Their museum has a wide collection of artifacts from the pioneer past right up to fairly modern times. Sitting next to an old stereoscope from the 19th century is a movie projector the was recently used in the local school to show 16mm movies. The proud military history of this community is also prominently displayed.

Merryville Historical Society Museum

Dinner was a collection of local dishes such as cornbread, boudin, corn pudding, meatballs and too many desserts to calorie count. All were prepared by museum members. While we ate, Eddie gave us a history overview of the community starting with how it came to be called Merryville. It seems that the next parish over was a dry parish while their community allowed the sale of intoxicating spirits. Folks would routinely make the trip across the parish line when they wanted to make merry. Eventually local leaders decided to capitalize on this boost to the economy and changed the name of the town to cash in on the trend.

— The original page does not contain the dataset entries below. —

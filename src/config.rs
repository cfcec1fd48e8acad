use std::{
    collections::BTreeMap,
    fs,
    path::{Path, PathBuf},
    time::Duration,
};

use anyhow::{Context, Ok, Result};
use glob::Pattern;
use serde::{Deserialize, Serialize};

use crate::core::matcher::PatternOverrides;

pub const CONFIG_FILE_NAME: &str = ".arbsyncrc.json";

#[derive(Debug, Clone, PartialEq, Deserialize, Serialize)]
#[serde(rename_all = "camelCase")]
pub struct Config {
    #[serde(default = "default_includes")]
    pub includes: Vec<String>,
    #[serde(default)]
    pub ignores: Vec<String>,
    #[serde(default = "default_true")]
    pub ignore_generated: bool,
    #[serde(default, skip_serializing_if = "PatternOverrides::is_empty")]
    pub custom_patterns: PatternOverrides,
    /// Extra pattern kinds by name. Group 1 is the key, group 2 the arguments.
    #[serde(default, skip_serializing_if = "BTreeMap::is_empty")]
    pub extra_patterns: BTreeMap<String, String>,
    #[serde(default)]
    pub enable_custom_patterns: bool,
    /// Quiet period before a changed ARB file is reloaded, in milliseconds.
    #[serde(default = "default_debounce_delay")]
    pub debounce_delay: u64,
    /// Lifetime of cached derived data, in milliseconds.
    #[serde(default = "default_cache_timeout")]
    pub cache_timeout: u64,
    /// Source files above this size in bytes are not scanned.
    #[serde(default = "default_max_file_size")]
    pub max_file_size: u64,
    /// Overrides the locale taken from the template ARB file.
    #[serde(default, skip_serializing_if = "Option::is_none")]
    pub primary_locale: Option<String>,
}

fn default_includes() -> Vec<String> {
    vec!["lib".to_string()]
}

fn default_true() -> bool {
    true
}

fn default_debounce_delay() -> u64 {
    500
}

fn default_cache_timeout() -> u64 {
    300_000
}

fn default_max_file_size() -> u64 {
    1024 * 1024
}

impl Default for Config {
    fn default() -> Self {
        Self {
            includes: default_includes(),
            ignores: Vec::new(),
            ignore_generated: default_true(),
            custom_patterns: PatternOverrides::default(),
            extra_patterns: BTreeMap::new(),
            enable_custom_patterns: false,
            debounce_delay: default_debounce_delay(),
            cache_timeout: default_cache_timeout(),
            max_file_size: default_max_file_size(),
            primary_locale: None,
        }
    }
}

impl Config {
    /// Validate configuration values.
    ///
    /// Returns an error if any glob patterns in `ignores` or `includes` are invalid.
    pub fn validate(&self) -> Result<()> {
        for pattern in &self.ignores {
            Pattern::new(pattern)
                .with_context(|| format!("Invalid glob pattern in 'ignores': \"{}\"", pattern))?;
        }

        // Includes without wildcards are literal directory paths.
        for pattern in &self.includes {
            if pattern.contains('*') || pattern.contains('?') {
                Pattern::new(pattern).with_context(|| {
                    format!("Invalid glob pattern in 'includes': \"{}\"", pattern)
                })?;
            }
        }

        Ok(())
    }

    pub fn debounce(&self) -> Duration {
        Duration::from_millis(self.debounce_delay)
    }

    pub fn cache_ttl(&self) -> Duration {
        Duration::from_millis(self.cache_timeout)
    }

    /// Pattern overrides in effect, empty unless custom patterns are enabled.
    pub fn pattern_overrides(&self) -> PatternOverrides {
        if self.enable_custom_patterns {
            self.custom_patterns.clone()
        } else {
            PatternOverrides::default()
        }
    }
}

pub fn default_config_json() -> Result<String> {
    let config = Config::default();
    serde_json::to_string_pretty(&config).context("Failed to generate default config.")
}

pub fn find_config_file(start_dir: &Path) -> Option<PathBuf> {
    let mut current = start_dir.to_path_buf();

    loop {
        let config_path = current.join(CONFIG_FILE_NAME);
        if config_path.exists() {
            return Some(config_path);
        }
        if current.join(".git").exists() {
            return None;
        }
        if !current.pop() {
            return None;
        }
    }
}

/// Result of loading configuration.
pub struct ConfigLoadResult {
    pub config: Config,
    /// Where the config was read from, `None` when using defaults.
    pub path: Option<PathBuf>,
}

impl ConfigLoadResult {
    pub fn from_file(&self) -> bool {
        self.path.is_some()
    }
}

pub fn load_config(start_dir: &Path) -> Result<ConfigLoadResult> {
    match find_config_file(start_dir) {
        Some(path) => {
            let content = fs::read_to_string(&path)
                .with_context(|| format!("Failed to read config file: {:?}", path))?;
            let config: Config = serde_json::from_str(&content)
                .with_context(|| format!("Failed to parse config file: {:?}", path))?;
            config.validate()?;
            tracing::debug!(path = %path.display(), "loaded config");
            Ok(ConfigLoadResult {
                config,
                path: Some(path),
            })
        }
        None => Ok(ConfigLoadResult {
            config: Config::default(),
            path: None,
        }),
    }
}

#[cfg(test)]
mod tests {
    use crate::config::*;
    use std::fs::File;
    use tempfile::tempdir;

    #[test]
    fn test_default_config() {
        let config = Config::default();
        assert!(config.ignores.is_empty());
        assert_eq!(config.includes, vec!["lib"]);
        assert_eq!(config.debounce(), Duration::from_millis(500));
        assert_eq!(config.cache_ttl(), Duration::from_secs(300));
        assert_eq!(config.max_file_size, 1_048_576);
        assert!(!config.enable_custom_patterns);
    }

    #[test]
    fn test_parse_config() {
        let json = r#"{
              "ignores": ["**/generated/**"],
              "includes": ["lib", "packages/*/lib"],
              "debounceDelay": 250,
              "primaryLocale": "de"
          }"#;
        let config: Config = serde_json::from_str(json).unwrap();
        assert_eq!(config.ignores, vec!["**/generated/**"]);
        assert_eq!(config.includes, vec!["lib", "packages/*/lib"]);
        assert_eq!(config.debounce_delay, 250);
        assert_eq!(config.primary_locale.as_deref(), Some("de"));
        assert_eq!(config.cache_timeout, 300_000);
    }

    #[test]
    fn test_custom_patterns_need_opt_in() {
        let json = r#"{
              "customPatterns": { "contextL10n": "\\bctx\\.tr\\.(\\w+)(?:\\(([^)]*)\\))?" },
              "extraPatterns": { "tr": "\\btr\\('(\\w+)'\\)" }
          }"#;
        let config: Config = serde_json::from_str(json).unwrap();
        assert!(config.custom_patterns.context_l10n.is_some());
        assert_eq!(config.extra_patterns.len(), 1);
        assert!(config.pattern_overrides().is_empty());

        let enabled = Config {
            enable_custom_patterns: true,
            ..config
        };
        assert!(enabled.pattern_overrides().context_l10n.is_some());
    }

    #[test]
    fn test_find_config_file() {
        let dir = tempdir().unwrap();
        let sub_dir = dir.path().join("lib").join("widgets");
        fs::create_dir_all(&sub_dir).unwrap();

        let config_path = dir.path().join(CONFIG_FILE_NAME);
        File::create(&config_path).unwrap();

        let found = find_config_file(&sub_dir);
        assert_eq!(found, Some(config_path));
    }

    #[test]
    fn test_find_config_not_found() {
        let dir = tempdir().unwrap();
        fs::create_dir(dir.path().join(".git")).unwrap();

        assert!(find_config_file(dir.path()).is_none());
    }

    #[test]
    fn test_load_config_from_file() {
        let dir = tempdir().unwrap();
        fs::write(
            dir.path().join(CONFIG_FILE_NAME),
            r#"{ "ignores": ["**/test/**"] }"#,
        )
        .unwrap();

        let result = load_config(dir.path()).unwrap();
        assert!(result.from_file());
        assert_eq!(result.config.ignores, vec!["**/test/**"]);
    }

    #[test]
    fn test_load_config_default_when_not_found() {
        let dir = tempdir().unwrap();
        fs::create_dir(dir.path().join(".git")).unwrap();

        let result = load_config(dir.path()).unwrap();
        assert!(!result.from_file());
        assert_eq!(result.config, Config::default());
    }

    #[test]
    fn test_validate_invalid_ignore_pattern() {
        let config = Config {
            ignores: vec!["[invalid".to_string()],
            ..Default::default()
        };
        let result = config.validate();
        assert!(result.unwrap_err().to_string().contains("ignores"));
    }

    #[test]
    fn test_validate_invalid_include_pattern() {
        let config = Config {
            includes: vec!["lib/**/[invalid".to_string()],
            ..Default::default()
        };
        let result = config.validate();
        assert!(result.unwrap_err().to_string().contains("includes"));
    }

    #[test]
    fn test_load_config_with_invalid_pattern_fails() {
        let dir = tempdir().unwrap();
        fs::write(
            dir.path().join(CONFIG_FILE_NAME),
            r#"{ "ignores": ["[invalid"] }"#,
        )
        .unwrap();

        assert!(load_config(dir.path()).is_err());
    }

    #[test]
    fn test_default_json_round_trips() {
        let json = default_config_json().unwrap();
        assert!(json.contains("\"debounceDelay\": 500"));
        assert!(!json.contains("customPatterns"));
        let parsed: Config = serde_json::from_str(&json).unwrap();
        assert_eq!(parsed, Config::default());
    }
}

Eddie is married to Rene who is also an essential leader of the historical society. There’s is a mixed marriage: He is a fan of Nebraska State football while she supports LSU. Somehow they make it work. Both were generous hosts and entertaining speakers.

This morning they repeated their generosity of the previous by feeding us all the breakfast that we were willing to stuff inside ourselves. It was far and away the best display of local hospitality that we have have encountered on our cross country journey. It was with reluctance that we mounted our bikes and said so long, hoping to return again some day.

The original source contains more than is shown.